A cousin of Felsman's, David “Chalk” Courchene, has researched hundreds of limbs of the Jocko Finley family tree. He says Sophie showed up at the St. Ignatius mission with a young daughter in 1865, the year after the Sisters of Providence founded their school.
She probably spent the rest of her life there, serving as an invaluable aid to Mother Mary of the Infant Jesus, translating the Salish language to the French-speaking Sisters. Sophie would have been fluent in both, Felsman says.
The daughter Sophie Revais brought with her to the Mission in 1865 was 3-year-old Theresa Sophia. Theresa married a German immigrant, Henry Felsman, in 1886 and Felsman built an old country-style, three-story ranch house below St. Mary Lake that stands today.
The Felsmans' oldest son, Oswald, was Troy Felsman's grandfather. He didn't get along with his father. In 1914, Henry Felsman went to Missoula and asked the county attorney to be placed in the state insane asylum because, as Troy Felsman puts it, “his kids had gone back to the blanket.”
Among other complaints, Henry said Oswald ran away from school, presumably one for white children, and became a clerk in a reservation store.
“He wants me to sell my place and buy an aut'mobile,” Henry told the court. “He is after me all the time.”
Joseph “Joe Dog” Felsman was born to Oswald and Annie Felsman in 1932. Joe Dog's son, Troy, has committed the family lineage and much of its history to heart. It's a trait, he says, that was passed on by his father.

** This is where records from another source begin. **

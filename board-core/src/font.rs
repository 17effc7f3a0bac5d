//! 3×5 Pixel-Font für die Laufschrift
//!
//! Jede Glyphe besteht aus fünf Zeilen à drei Bit (Bit 2 = linke Spalte).
//! Kleinbuchstaben werden als Großbuchstaben dargestellt.

pub const GLYPH_WIDTH: usize = 3;
pub const GLYPH_HEIGHT: usize = 5;
/// Vorschub pro Zeichen (Glyphe + eine Spalte Abstand)
pub const GLYPH_ADVANCE: i16 = 4;

pub type Glyph = [u8; GLYPH_HEIGHT];

// ASCII 0x20 (' ') bis 0x5F ('_')
const ASCII: [Glyph; 64] = [
    [0b000, 0b000, 0b000, 0b000, 0b000], // ' '
    [0b010, 0b010, 0b010, 0b000, 0b010], // !
    [0b101, 0b101, 0b000, 0b000, 0b000], // "
    [0b101, 0b111, 0b101, 0b111, 0b101], // #
    [0b011, 0b110, 0b010, 0b011, 0b110], // $
    [0b101, 0b001, 0b010, 0b100, 0b101], // %
    [0b010, 0b101, 0b010, 0b101, 0b011], // &
    [0b010, 0b010, 0b000, 0b000, 0b000], // '
    [0b001, 0b010, 0b010, 0b010, 0b001], // (
    [0b100, 0b010, 0b010, 0b010, 0b100], // )
    [0b000, 0b101, 0b010, 0b101, 0b000], // *
    [0b000, 0b010, 0b111, 0b010, 0b000], // +
    [0b000, 0b000, 0b000, 0b010, 0b100], // ,
    [0b000, 0b000, 0b111, 0b000, 0b000], // -
    [0b000, 0b000, 0b000, 0b000, 0b010], // .
    [0b001, 0b001, 0b010, 0b100, 0b100], // /
    [0b111, 0b101, 0b101, 0b101, 0b111], // 0
    [0b010, 0b110, 0b010, 0b010, 0b111], // 1
    [0b110, 0b001, 0b010, 0b100, 0b111], // 2
    [0b110, 0b001, 0b010, 0b001, 0b110], // 3
    [0b101, 0b101, 0b111, 0b001, 0b001], // 4
    [0b111, 0b100, 0b110, 0b001, 0b110], // 5
    [0b011, 0b100, 0b111, 0b101, 0b111], // 6
    [0b111, 0b001, 0b010, 0b100, 0b100], // 7
    [0b111, 0b101, 0b111, 0b101, 0b111], // 8
    [0b111, 0b101, 0b111, 0b001, 0b110], // 9
    [0b000, 0b010, 0b000, 0b010, 0b000], // :
    [0b000, 0b010, 0b000, 0b010, 0b100], // ;
    [0b001, 0b010, 0b100, 0b010, 0b001], // <
    [0b000, 0b111, 0b000, 0b111, 0b000], // =
    [0b100, 0b010, 0b001, 0b010, 0b100], // >
    [0b111, 0b001, 0b010, 0b000, 0b010], // ?
    [0b010, 0b101, 0b111, 0b100, 0b011], // @
    [0b010, 0b101, 0b111, 0b101, 0b101], // A
    [0b110, 0b101, 0b110, 0b101, 0b110], // B
    [0b011, 0b100, 0b100, 0b100, 0b011], // C
    [0b110, 0b101, 0b101, 0b101, 0b110], // D
    [0b111, 0b100, 0b111, 0b100, 0b111], // E
    [0b111, 0b100, 0b111, 0b100, 0b100], // F
    [0b011, 0b100, 0b111, 0b101, 0b011], // G
    [0b101, 0b101, 0b111, 0b101, 0b101], // H
    [0b111, 0b010, 0b010, 0b010, 0b111], // I
    [0b001, 0b001, 0b001, 0b101, 0b010], // J
    [0b101, 0b101, 0b110, 0b101, 0b101], // K
    [0b100, 0b100, 0b100, 0b100, 0b111], // L
    [0b101, 0b111, 0b111, 0b101, 0b101], // M
    [0b101, 0b111, 0b111, 0b111, 0b101], // N
    [0b010, 0b101, 0b101, 0b101, 0b010], // O
    [0b110, 0b101, 0b110, 0b100, 0b100], // P
    [0b010, 0b101, 0b101, 0b111, 0b011], // Q
    [0b110, 0b101, 0b111, 0b110, 0b101], // R
    [0b011, 0b100, 0b010, 0b001, 0b110], // S
    [0b111, 0b010, 0b010, 0b010, 0b010], // T
    [0b101, 0b101, 0b101, 0b101, 0b011], // U
    [0b101, 0b101, 0b101, 0b010, 0b010], // V
    [0b101, 0b101, 0b111, 0b111, 0b101], // W
    [0b101, 0b101, 0b010, 0b101, 0b101], // X
    [0b101, 0b101, 0b010, 0b010, 0b010], // Y
    [0b111, 0b001, 0b010, 0b100, 0b111], // Z
    [0b111, 0b100, 0b100, 0b100, 0b111], // [
    [0b100, 0b100, 0b010, 0b001, 0b001], // \
    [0b111, 0b001, 0b001, 0b001, 0b111], // ]
    [0b010, 0b101, 0b000, 0b000, 0b000], // ^
    [0b000, 0b000, 0b000, 0b000, 0b111], // _
];

const UNKNOWN: Glyph = ASCII[('?' as usize) - 0x20];

/// Glyphe für ein Zeichen; unbekannte Zeichen werden als '?' dargestellt
pub fn glyph(c: char) -> Glyph {
    let c = c.to_ascii_uppercase();
    match c {
        ' '..='_' => ASCII[c as usize - 0x20],
        '`' => [0b100, 0b010, 0b000, 0b000, 0b000],
        '{' => [0b011, 0b010, 0b100, 0b010, 0b011],
        '|' => [0b010, 0b010, 0b010, 0b010, 0b010],
        '}' => [0b110, 0b010, 0b001, 0b010, 0b110],
        '~' => [0b000, 0b011, 0b110, 0b000, 0b000],
        'Ä' | 'ä' => [0b101, 0b010, 0b101, 0b111, 0b101],
        'Ö' | 'ö' => [0b101, 0b010, 0b101, 0b101, 0b010],
        'Ü' | 'ü' => [0b101, 0b000, 0b101, 0b101, 0b011],
        'ß' => [0b110, 0b101, 0b110, 0b101, 0b110],
        _ => UNKNOWN,
    }
}

/// Ist die Spalte `col` (0..3) in Zeile `row` gesetzt?
pub fn is_set(glyph: &Glyph, col: usize, row: usize) -> bool {
    glyph[row] & (0b100 >> col) != 0
}

#[cfg(test)]
mod tests {
    use super::*;

    #[test]
    fn test_lowercase_maps_to_uppercase() {
        assert_eq!(glyph('a'), glyph('A'));
        assert_eq!(glyph('z'), glyph('Z'));
    }

    #[test]
    fn test_unknown_falls_back() {
        assert_eq!(glyph('€'), glyph('?'));
    }

    #[test]
    fn test_is_set() {
        let t = glyph('T');
        assert!(is_set(&t, 0, 0));
        assert!(is_set(&t, 2, 0));
        assert!(!is_set(&t, 0, 1));
        assert!(is_set(&t, 1, 4));
    }
}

“He had so much pride in his heritage, in terms of both his dad's side and his mother's side,” says Troy. “He had known about Penetzi. One of his brothers played Penetzi in a school play.”

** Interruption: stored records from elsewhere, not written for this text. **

//! Effekt-Modell der RGB LED
//!
//! Alle Effekte laufen in Fenstern von zehn Ticks (500 ms).

use rgb::RGB8;

use crate::color::{self, ColorError};

/// Ticks pro Effekt-Fenster
pub const WINDOW_TICKS: u8 = 10;

/// Darstellungsart der RGB LED
#[derive(Debug, Clone, Copy, PartialEq, Eq)]
#[cfg_attr(feature = "defmt", derive(defmt::Format))]
pub enum Effect {
    /// Dauerhaft an, zählt trotzdem Fenster herunter
    On,
    /// An für `duty` von 10 Ticks, dann aus
    Blink(u8),
    /// Heller Puls, der pro Tick halbiert wird
    Spark,
    /// Pulsierendes An-/Abschwellen
    Glow,
}

impl Effect {
    pub const OFF: Effect = Effect::Blink(0);
    pub const FLASH: Effect = Effect::Blink(1);
    pub const BLINK: Effect = Effect::Blink(5);

    /// Blinken mit begrenztem Duty-Cycle
    pub fn blink(duty: u8) -> Self {
        Effect::Blink(duty.min(WINDOW_TICKS))
    }

    /// Numerischer Effekt-Code (0..=9 Blinken, 10 an, 11 Spark, 12 Glow)
    pub fn from_code(code: i32) -> Option<Self> {
        match code {
            0..=9 => Some(Effect::Blink(code as u8)),
            10 => Some(Effect::On),
            11 => Some(Effect::Spark),
            12 => Some(Effect::Glow),
            _ => None,
        }
    }

    pub fn code(self) -> u8 {
        match self {
            Effect::Blink(duty) => duty.min(WINDOW_TICKS),
            Effect::On => 10,
            Effect::Spark => 11,
            Effect::Glow => 12,
        }
    }
}

/// Verbleibende Effekt-Zyklen
#[derive(Debug, Clone, Copy, PartialEq, Eq)]
#[cfg_attr(feature = "defmt", derive(defmt::Format))]
pub enum Cycles {
    Forever,
    Remaining(u32),
}

impl Cycles {
    /// Negative Werte bedeuten "endlos"
    pub fn from_count(count: i32) -> Self {
        if count < 0 {
            Cycles::Forever
        } else {
            Cycles::Remaining(count as u32)
        }
    }

    pub fn is_done(self) -> bool {
        self == Cycles::Remaining(0)
    }

    /// Zählt einen Zyklus herunter; bei 0 bzw. `Forever` ohne Wirkung
    pub fn decrement(&mut self) {
        if let Cycles::Remaining(n) = self {
            *n = n.saturating_sub(1);
        }
    }
}

/// Phase innerhalb eines 10-Tick-Fensters (1..=10)
#[derive(Debug, Clone, Copy, PartialEq, Eq)]
pub struct DutyPhase(u8);

impl Default for DutyPhase {
    fn default() -> Self {
        Self(1)
    }
}

impl DutyPhase {
    pub fn reset(&mut self) {
        self.0 = 1;
    }

    pub fn value(self) -> u8 {
        self.0
    }

    /// Liegt die aktuelle Phase im An-Anteil?
    pub fn is_lit(self, duty: u8) -> bool {
        self.0 <= duty
    }

    /// Nächster Tick; `true` wenn damit ein Fenster abgeschlossen ist
    pub fn step(&mut self) -> bool {
        self.0 += 1;
        if self.0 > WINDOW_TICKS {
            self.0 = 1;
            true
        } else {
            false
        }
    }
}

/// Geparster Farbbefehl (z.B. aus `RGB/COLOR`)
#[derive(Debug, Clone, Copy, PartialEq, Eq)]
pub struct ColorCommand {
    pub color: RGB8,
    pub effect: Effect,
    pub cycles: Cycles,
}

impl ColorCommand {
    /// Format: `RRGGBB` oder `RRGGBB:effekt[:zyklen]`
    ///
    /// Ohne Effekt ist die LED endlos an. Zyklen dürfen Nachkommastellen
    /// haben (werden abgeschnitten), negative Werte laufen endlos.
    pub fn parse(payload: &str) -> Result<Self, ColorError> {
        let payload = payload.trim();
        let mut parts = payload.splitn(3, ':');
        let color = color::parse_hex(parts.next().unwrap_or(""))?;

        let effect = match parts.next() {
            None => Effect::On,
            Some(code) => code
                .trim()
                .parse::<i32>()
                .ok()
                .and_then(Effect::from_code)
                .ok_or(ColorError::InvalidEffect)?,
        };

        let cycles = match parts.next() {
            None => Cycles::Forever,
            Some(duration) => {
                let value = duration
                    .trim()
                    .parse::<f32>()
                    .map_err(|_| ColorError::InvalidDuration)?;
                Cycles::from_count(value as i32)
            }
        };

        Ok(Self { color, effect, cycles })
    }
}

A memorial erected in 1917 near the mouth of Gold Creek proclaims it to be the gulch where gold was first discovered in Montana by Granville Stuart and others, but makes no mention of Penetzi or Sophie Finley.
TOM BAUER/Missoulian
Troy Felsman's job as a surgical supplier takes him to St. Patrick Hospital often. But he was there every day last fall for another reason. Joe Dog was dying of cancer.
One October day, Felsman noticed people assembling the heritage display in the cafeteria. It commemorated the 150th anniversary of the Sisters of Providence coming west in 1856.

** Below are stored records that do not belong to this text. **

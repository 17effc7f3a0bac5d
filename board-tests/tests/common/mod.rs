//! Gemeinsame Mocks für die Integrationstests
//!
//! Tick-seitige Mocks (LED, Bus, Pins) gehören der Runtime und werden über
//! `with_runtime` geprüft. Foreground-Mocks teilen ihren Zustand per
//! `Rc<RefCell<..>>` mit dem Test.
#![allow(dead_code)]

use std::cell::{Cell, RefCell};
use std::collections::{HashMap, VecDeque};
use std::marker::PhantomData;
use std::rc::Rc;

use board_core::board::BoardSettings;
use board_core::matrix::{BlinkRate, MatrixBuffer};
use board_core::scheduler::{self, SharedRuntime};
use board_core::traits::MAX_SCAN_RESULTS;
use board_core::wifi::{RetryPolicy, WifiSettings};
use board_core::{
    Board, BoardRuntime, BusError, Clock, ConfigRequest, ConnectOptions, Credential, DeviceInfo, FirmwareUpdate,
    InboundMessage, IoPin, KeyScan, LedError, MatrixBus, MqttError, MqttTransport, PinDirection, PinIo, Platform,
    PlatformParts, ScanResult, SmartLedWriter, Storage, StorageError, SystemControl, UpdateError, UpdateService,
    WifiError, WifiRadio,
};
use embedded_hal_async::delay::DelayNs;
use rgb::RGB8;

// ============================================================================
// Tick-Kontext: LED, Matrix-Bus, Pins
// ============================================================================

#[derive(Default)]
pub struct MockLedWriter {
    pub writes: Vec<RGB8>,
    pub fail_next_write: bool,
}

impl MockLedWriter {
    pub fn last(&self) -> Option<RGB8> {
        self.writes.last().copied()
    }
}

impl SmartLedWriter for MockLedWriter {
    fn write(&mut self, color: RGB8) -> Result<(), LedError> {
        if self.fail_next_write {
            self.fail_next_write = false;
            return Err(LedError::WriteFailed);
        }
        self.writes.push(color);
        Ok(())
    }
}

#[derive(Default)]
pub struct MockBus {
    pub frames: Vec<MatrixBuffer>,
    pub keys: KeyScan,
    pub brightness: Vec<u8>,
    pub blink: Vec<BlinkRate>,
    pub fail_writes: bool,
    pub fail_keys: bool,
}

impl MatrixBus for MockBus {
    fn write_display(&mut self, rows: &MatrixBuffer) -> Result<(), BusError> {
        if self.fail_writes {
            return Err(BusError::Transfer);
        }
        self.frames.push(*rows);
        Ok(())
    }

    fn read_keys(&mut self) -> Result<KeyScan, BusError> {
        if self.fail_keys {
            return Err(BusError::Transfer);
        }
        Ok(self.keys)
    }

    fn set_brightness(&mut self, level: u8) -> Result<(), BusError> {
        self.brightness.push(level);
        Ok(())
    }

    fn set_blink_rate(&mut self, rate: BlinkRate) -> Result<(), BusError> {
        self.blink.push(rate);
        Ok(())
    }
}

#[derive(Default)]
pub struct MockPins {
    pub levels: [bool; 4],
    pub low: [bool; 4],
    pub directions: [Option<PinDirection>; 4],
}

impl PinIo for MockPins {
    fn configure(&mut self, pin: IoPin, direction: PinDirection) {
        self.directions[pin.index()] = Some(direction);
    }

    fn set_level(&mut self, pin: IoPin, high: bool) {
        self.levels[pin.index()] = high;
    }

    fn is_low(&mut self, pin: IoPin) -> bool {
        self.low[pin.index()]
    }
}

pub type TestRuntime = SharedRuntime<MockBus, MockLedWriter, MockPins>;

pub fn runtime() -> TestRuntime {
    scheduler::share(BoardRuntime::new(MockBus::default(), MockLedWriter::default(), MockPins::default()))
}

// ============================================================================
// Simulierte Zeit: jede Verzögerung treibt den Tick-Kontext an
// ============================================================================

#[derive(Clone, Default)]
pub struct SimClock {
    now_us: Rc<Cell<u64>>,
}

impl Clock for SimClock {
    fn now_ms(&self) -> u64 {
        self.now_us.get() / 1000
    }
}

pub struct SimDelay<'a> {
    clock: SimClock,
    runtime: &'a TestRuntime,
}

impl SimDelay<'_> {
    fn advance_us(&mut self, us: u64) {
        const TICK_US: u64 = board_core::TICK_PERIOD_MS as u64 * 1000;
        let before = self.clock.now_us.get();
        let after = before + us;
        self.clock.now_us.set(after);
        for _ in 0..(after / TICK_US - before / TICK_US) {
            board_core::run_tick(self.runtime);
        }
    }
}

impl DelayNs for SimDelay<'_> {
    async fn delay_ns(&mut self, ns: u32) {
        self.advance_us(u64::from(ns) / 1000);
    }

    async fn delay_ms(&mut self, ms: u32) {
        self.advance_us(u64::from(ms) * 1000);
    }
}

// ============================================================================
// Foreground: WLAN, MQTT, Speicher, Updates, System
// ============================================================================

#[derive(Default)]
pub struct WifiState {
    /// Erreichbare Netze (SSID → Passphrase)
    pub reachable: HashMap<String, String>,
    pub scan: Vec<ScanResult>,
    pub connected: Option<String>,
    /// Jeder Assoziierungsversuch (SSID)
    pub attempts: Vec<String>,
    pub provision_result: Option<Credential>,
    pub provision_calls: usize,
}

pub struct MockWifi(pub Rc<RefCell<WifiState>>);

impl WifiRadio for MockWifi {
    async fn connect(&mut self, credential: &Credential) -> Result<(), WifiError> {
        let mut state = self.0.borrow_mut();
        let ssid = credential.ssid.as_str().to_string();
        state.attempts.push(ssid.clone());
        let ok = state.reachable.get(&ssid).map(|p| p == credential.passphrase.as_str()).unwrap_or(false);
        if ok {
            state.connected = Some(ssid);
            Ok(())
        } else {
            Err(WifiError::AssociationFailed)
        }
    }

    fn is_connected(&mut self) -> bool {
        self.0.borrow().connected.is_some()
    }

    async fn scan(&mut self, results: &mut heapless::Vec<ScanResult, MAX_SCAN_RESULTS>) -> Result<(), WifiError> {
        for r in self.0.borrow().scan.iter() {
            let _ = results.push(r.clone());
        }
        Ok(())
    }

    async fn disconnect(&mut self) {
        self.0.borrow_mut().connected = None;
    }

    async fn provision(&mut self, _ap_name: &str, _timeout_ms: u32) -> Option<Credential> {
        let mut state = self.0.borrow_mut();
        state.provision_calls += 1;
        state.provision_result.clone()
    }
}

#[derive(Default)]
pub struct MqttState {
    pub connected: bool,
    pub reject_connect: bool,
    pub connects: usize,
    pub subscribed: Vec<String>,
    pub unsubscribed: Vec<String>,
    pub published: Vec<(String, String)>,
    pub inbound: VecDeque<InboundMessage>,
}

impl MqttState {
    pub fn published_on(&self, topic: &str) -> Vec<String> {
        self.published
            .iter()
            .filter(|(t, _)| t == topic)
            .map(|(_, p)| p.clone())
            .collect()
    }

    pub fn push_inbound(&mut self, topic: &str, payload: &str) {
        self.inbound.push_back(InboundMessage::new(topic, payload).unwrap());
    }
}

pub struct MockMqtt(pub Rc<RefCell<MqttState>>);

impl MqttTransport for MockMqtt {
    async fn connect(&mut self, _options: &ConnectOptions) -> Result<(), MqttError> {
        let mut state = self.0.borrow_mut();
        state.connects += 1;
        if state.reject_connect {
            return Err(MqttError::ConnectFailed);
        }
        state.connected = true;
        Ok(())
    }

    fn is_connected(&self) -> bool {
        self.0.borrow().connected
    }

    async fn subscribe(&mut self, topic: &str) -> Result<(), MqttError> {
        self.0.borrow_mut().subscribed.push(topic.to_string());
        Ok(())
    }

    async fn unsubscribe(&mut self, topic: &str) -> Result<(), MqttError> {
        self.0.borrow_mut().unsubscribed.push(topic.to_string());
        Ok(())
    }

    async fn publish(&mut self, topic: &str, payload: &str) -> Result<(), MqttError> {
        self.0.borrow_mut().published.push((topic.to_string(), payload.to_string()));
        Ok(())
    }

    async fn poll(&mut self) -> Option<InboundMessage> {
        self.0.borrow_mut().inbound.pop_front()
    }

    async fn disconnect(&mut self) {
        self.0.borrow_mut().connected = false;
    }
}

#[derive(Clone, Default)]
pub struct MockStorage {
    pub files: Rc<RefCell<HashMap<String, Vec<u8>>>>,
    /// Kein Dateispeicher vorhanden (z.B. fehlende Daten-Partition)
    pub unavailable: Rc<Cell<bool>>,
}

impl MockStorage {
    pub fn put(&self, path: &str, content: &str) {
        self.files.borrow_mut().insert(path.to_string(), content.as_bytes().to_vec());
    }

    pub fn get(&self, path: &str) -> Option<String> {
        self.files
            .borrow()
            .get(path)
            .map(|b| String::from_utf8_lossy(b).into_owned())
    }
}

impl Storage for MockStorage {
    fn read(&mut self, path: &str, buf: &mut [u8]) -> Result<usize, StorageError> {
        if self.unavailable.get() {
            return Err(StorageError::Io);
        }
        let files = self.files.borrow();
        let data = files.get(path).ok_or(StorageError::NotFound)?;
        if data.len() > buf.len() {
            return Err(StorageError::TooLarge);
        }
        buf[..data.len()].copy_from_slice(data);
        Ok(data.len())
    }

    fn write(&mut self, path: &str, data: &[u8]) -> Result<(), StorageError> {
        if self.unavailable.get() {
            return Err(StorageError::Io);
        }
        self.files.borrow_mut().insert(path.to_string(), data.to_vec());
        Ok(())
    }
}

pub struct UpdaterState {
    pub config_response: Result<String, UpdateError>,
    pub firmware: FirmwareUpdate,
    pub config_requests: Vec<(String, String)>,
}

impl Default for UpdaterState {
    fn default() -> Self {
        Self {
            config_response: Err(UpdateError::Status(304)),
            firmware: FirmwareUpdate::NoUpdate,
            config_requests: Vec::new(),
        }
    }
}

pub struct MockUpdater(pub Rc<RefCell<UpdaterState>>);

impl UpdateService for MockUpdater {
    async fn fetch_config(
        &mut self,
        server: &str,
        request: &ConfigRequest<'_>,
        body: &mut [u8],
    ) -> Result<usize, UpdateError> {
        let mut state = self.0.borrow_mut();
        state.config_requests.push((server.to_string(), request.mac.to_string()));
        let json = state.config_response.clone()?;
        body[..json.len()].copy_from_slice(json.as_bytes());
        Ok(json.len())
    }

    async fn update_firmware(&mut self, _server: &str, _request: &ConfigRequest<'_>) -> FirmwareUpdate {
        self.0.borrow().firmware
    }
}

pub struct MockSystem(pub Rc<Cell<usize>>);

impl SystemControl for MockSystem {
    fn restart(&mut self) {
        self.0.set(self.0.get() + 1);
    }
}

pub struct MockPlatform<'a>(PhantomData<&'a ()>);

impl<'a> Platform for MockPlatform<'a> {
    type Bus = MockBus;
    type Led = MockLedWriter;
    type Pins = MockPins;
    type Wifi = MockWifi;
    type Mqtt = MockMqtt;
    type Storage = MockStorage;
    type Updater = MockUpdater;
    type System = MockSystem;
    type Delay = SimDelay<'a>;
    type Clock = SimClock;
}

// ============================================================================
// Harness
// ============================================================================

pub const BROKER_CONFIG: &str =
    r#"{"configbrokerurl":"broker.local","configupdateserver":"update.local","fw_version":"1.2.3","platformpassword":"pw123"}"#;

pub fn device_info() -> DeviceInfo {
    DeviceInfo {
        mac: [0x5C, 0xCF, 0x7F, 0x4F, 0x2A, 0x10],
        reset_reason: "PowerOn",
        board_number: 7,
        device_type: "ESP32C6",
        name_prefix: "Lernboard",
    }
}

/// Kurze Wartezeiten, damit die Tests schnell simulieren
pub fn fast_settings() -> BoardSettings {
    let quick = RetryPolicy { attempts: 2, delay_ms: 100 };
    BoardSettings {
        wifi: WifiSettings {
            last_used: quick,
            forced: quick,
            scanned: quick,
            provisioning_timeout_ms: 1000,
        },
        mqtt: quick,
        base_topic: "",
    }
}

pub struct Harness {
    pub runtime: TestRuntime,
    pub clock: SimClock,
    pub wifi: Rc<RefCell<WifiState>>,
    pub mqtt: Rc<RefCell<MqttState>>,
    pub storage: MockStorage,
    pub updater: Rc<RefCell<UpdaterState>>,
    pub restarts: Rc<Cell<usize>>,
}

impl Harness {
    pub fn new() -> Self {
        Self {
            runtime: runtime(),
            clock: SimClock::default(),
            wifi: Rc::default(),
            mqtt: Rc::default(),
            storage: MockStorage::default(),
            updater: Rc::default(),
            restarts: Rc::default(),
        }
    }

    /// Board mit einem erreichbaren Netz, gespeicherten Zugangsdaten und Broker-Konfiguration
    pub fn online() -> Self {
        let h = Self::new();
        h.wifi.borrow_mut().reachable.insert("Heim".into(), "geheim".into());
        h.storage.put("/wifi.conf", "Heim=geheim\n");
        h.storage.put("/conf.json", BROKER_CONFIG);
        h
    }

    pub fn board(&self) -> Board<'_, MockPlatform<'_>> {
        let parts = PlatformParts {
            wifi: MockWifi(self.wifi.clone()),
            mqtt: MockMqtt(self.mqtt.clone()),
            storage: self.storage.clone(),
            updater: MockUpdater(self.updater.clone()),
            system: MockSystem(self.restarts.clone()),
            delay: SimDelay {
                clock: self.clock.clone(),
                runtime: &self.runtime,
            },
            clock: self.clock.clone(),
        };
        let mut board = Board::new(&self.runtime, parts, device_info(), fast_settings());
        board.load_config();
        board
    }

    pub fn ticks(&self) -> u32 {
        self.runtime.lock(|rt| rt.borrow().ticks())
    }
}

pub type Runtime = BoardRuntime<MockBus, MockLedWriter, MockPins>;

/// Direkter Zugriff auf die Runtime unter dem Mutex
pub fn with_rt<R>(runtime: &TestRuntime, f: impl FnOnce(&mut Runtime) -> R) -> R {
    runtime.lock(|cell| f(&mut cell.borrow_mut()))
}

pub fn tick_n(runtime: &TestRuntime, n: usize) {
    for _ in 0..n {
        board_core::run_tick(runtime);
    }
}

“We took compassion, caring and courage and looked through the pictures of the Sisters to find photos we felt depicted those things,” says Mary Anne Sladich-Lantz, vice president of mission leadership at St. Pat's.
Felsman did a doubletake when he saw the picture of Sophie and Pe-Na-Ma going up. He has a photo of the same two women, taken perhaps 20 years earlier, on his own wall at home.
Troy noticed that while Sister Mary was identified, the other two women weren't. He says he pointed it out to a hospital worker.
“I wanted them to put their names up as well, because I feel sometimes in old photos the Indians are more used for props,” he says.
Still the photograph of his great-great-grandmother and her mother, displayed on the wall of a hospital founded by the Sisters of Providence, took on a special meaning when his father passed away two days later.
“I just thought it was so fitting in a way, losing him but to have part of his family memorialized like that,” Felsman says.
He's proud that Sophie helped the Sisters strengthen Christian ties among the Indians.
“There are people today, tribal members, who try to say the church was bad. I think that Chief Charlo and those chiefs before him asked the Fathers to come here for a reason - and she was trying to honor that,” he says.
Felsman's wife Trina works at the Salish Language Revitalization Institute in Arlee, and his sons go or went to the school. Every day, they benefit from another of the legacies Sophie left, as a translator of her native languages.
“Part of the reason we're able to have dictionaries of the Salish language from back in 1870 is people like her,” Felsman points out.
“I guess the main thing for me, what's important to me, is my dad told me a lot, and I'm passing it on to my kids,” he says. “There's a rich history there, both on the Indian and mixed-blood side and the white side. It all comes together, and we're just trying to preserve that.”